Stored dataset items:
- - -
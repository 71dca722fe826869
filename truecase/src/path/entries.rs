//! Directory enumeration.
//!
//! This module lists the entries of a single directory as a lazy sequence of
//! [`DirectoryEntry`] values. The [`DirectoryEntryProvider`] trait is the seam
//! the resolver enumerates through; [`FsEntryProvider`] is the implementation
//! backed by the operating system.
//!
//! Entries whose name begins with a period are never yielded. This hides
//! `.` and `..` and also every other dot-prefixed (hidden) name.

use std::fs::{self, ReadDir};
use std::io::ErrorKind;
use std::path::{Path, PathBuf};

use crate::error::{Error, Result};

/// One entry of a directory listing.
///
/// # Examples
///
/// ```
/// use truecase::path::DirectoryEntry;
///
/// let entry = DirectoryEntry::new("Office.MAP", false);
/// assert!(entry.matches("office.map"));
/// assert!(!entry.is_directory());
/// ```
#[derive(Debug, Clone, PartialEq, Eq, Hash)]
pub struct DirectoryEntry {
    name: String,
    is_directory: bool,
}

impl DirectoryEntry {
    /// Create an entry from its on-disk name and kind.
    #[must_use]
    pub fn new(name: impl Into<String>, is_directory: bool) -> Self {
        Self {
            name: name.into(),
            is_directory,
        }
    }

    /// The entry's name with its true casing.
    #[must_use]
    pub fn name(&self) -> &str {
        &self.name
    }

    /// Whether the entry is a directory (symlinks are followed).
    #[must_use]
    pub fn is_directory(&self) -> bool {
        self.is_directory
    }

    /// Whether `component` names this entry, ignoring ASCII case.
    #[must_use]
    pub fn matches(&self, component: &str) -> bool {
        self.name.eq_ignore_ascii_case(component)
    }

    /// Convert into the entry's name.
    #[must_use]
    pub fn into_name(self) -> String {
        self.name
    }
}

/// Something that can enumerate the entries of a directory.
///
/// Implementations yield entries in whatever order their source reports
/// them and must not yield names beginning with a period. Each call to
/// [`list`](Self::list) starts a fresh enumeration; any handle it holds is
/// released when the returned sequence is dropped.
pub trait DirectoryEntryProvider {
    /// The lazy sequence of entries for one listing.
    type Entries: Iterator<Item = Result<DirectoryEntry>>;

    /// Start enumerating `directory`.
    ///
    /// # Errors
    ///
    /// Returns `DirectoryNotFound` if `directory` does not exist,
    /// `NotADirectory` if it exists but is not a directory, and `Io` for any
    /// other failure to open it.
    fn list(&self, directory: &Path) -> Result<Self::Entries>;
}

/// Lists directories through [`std::fs::read_dir`].
#[derive(Debug, Clone, Copy, Default)]
pub struct FsEntryProvider;

impl DirectoryEntryProvider for FsEntryProvider {
    type Entries = DirectoryEntries;

    fn list(&self, directory: &Path) -> Result<DirectoryEntries> {
        list(directory)
    }
}

/// Start enumerating `directory` on the filesystem.
///
/// # Errors
///
/// Returns `DirectoryNotFound` if `directory` does not exist,
/// `NotADirectory` if it is not a directory, and `Io` otherwise.
///
/// # Examples
///
/// ```no_run
/// use truecase::path::entries::list;
/// use std::path::Path;
///
/// for entry in list(Path::new("/etc")).unwrap() {
///     let entry = entry.unwrap();
///     println!("{}", entry.name());
/// }
/// ```
pub fn list(directory: &Path) -> Result<DirectoryEntries> {
    log::debug!("Listing {}", directory.display());
    let inner = fs::read_dir(directory).map_err(|e| open_error(directory, e))?;
    Ok(DirectoryEntries {
        directory: directory.to_path_buf(),
        inner,
    })
}

fn open_error(directory: &Path, source: std::io::Error) -> Error {
    if source.kind() == ErrorKind::NotFound {
        return Error::DirectoryNotFound {
            path: directory.to_path_buf(),
        };
    }
    // A trailing separator makes stat fail on a file, so check the bare path.
    let bare: PathBuf = directory.components().collect();
    if fs::metadata(bare).is_ok_and(|meta| !meta.is_dir()) {
        return Error::NotADirectory {
            path: directory.to_path_buf(),
        };
    }
    Error::Io {
        path: directory.to_path_buf(),
        source,
    }
}

/// A lazy, single-pass listing of one directory.
///
/// Holds the open directory handle until it is exhausted or dropped.
#[derive(Debug)]
pub struct DirectoryEntries {
    directory: PathBuf,
    inner: ReadDir,
}

impl DirectoryEntries {
    /// The directory being listed.
    #[must_use]
    pub fn directory(&self) -> &Path {
        &self.directory
    }

    fn io_error(&self, source: std::io::Error) -> Error {
        Error::Io {
            path: self.directory.clone(),
            source,
        }
    }
}

impl Iterator for DirectoryEntries {
    type Item = Result<DirectoryEntry>;

    fn next(&mut self) -> Option<Self::Item> {
        loop {
            let entry = match self.inner.next()? {
                Ok(entry) => entry,
                Err(e) => return Some(Err(self.io_error(e))),
            };

            let name = match entry.file_name().into_string() {
                Ok(name) => name,
                Err(raw) => {
                    log::debug!(
                        "Skipping non-UTF-8 entry {raw:?} in {}",
                        self.directory.display()
                    );
                    continue;
                }
            };
            if name.starts_with('.') {
                continue;
            }

            let is_directory = match entry.file_type() {
                Ok(kind) if kind.is_symlink() => entry.path().is_dir(),
                Ok(kind) => kind.is_dir(),
                Err(e) => return Some(Err(self.io_error(e))),
            };

            return Some(Ok(DirectoryEntry::new(name, is_directory)));
        }
    }
}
- - -
Brief
Return each line from the records that includes the word "matches".

Response box
/// assert!(entry.matches("office.map"));
    pub fn matches(&self, component: &str) -> bool {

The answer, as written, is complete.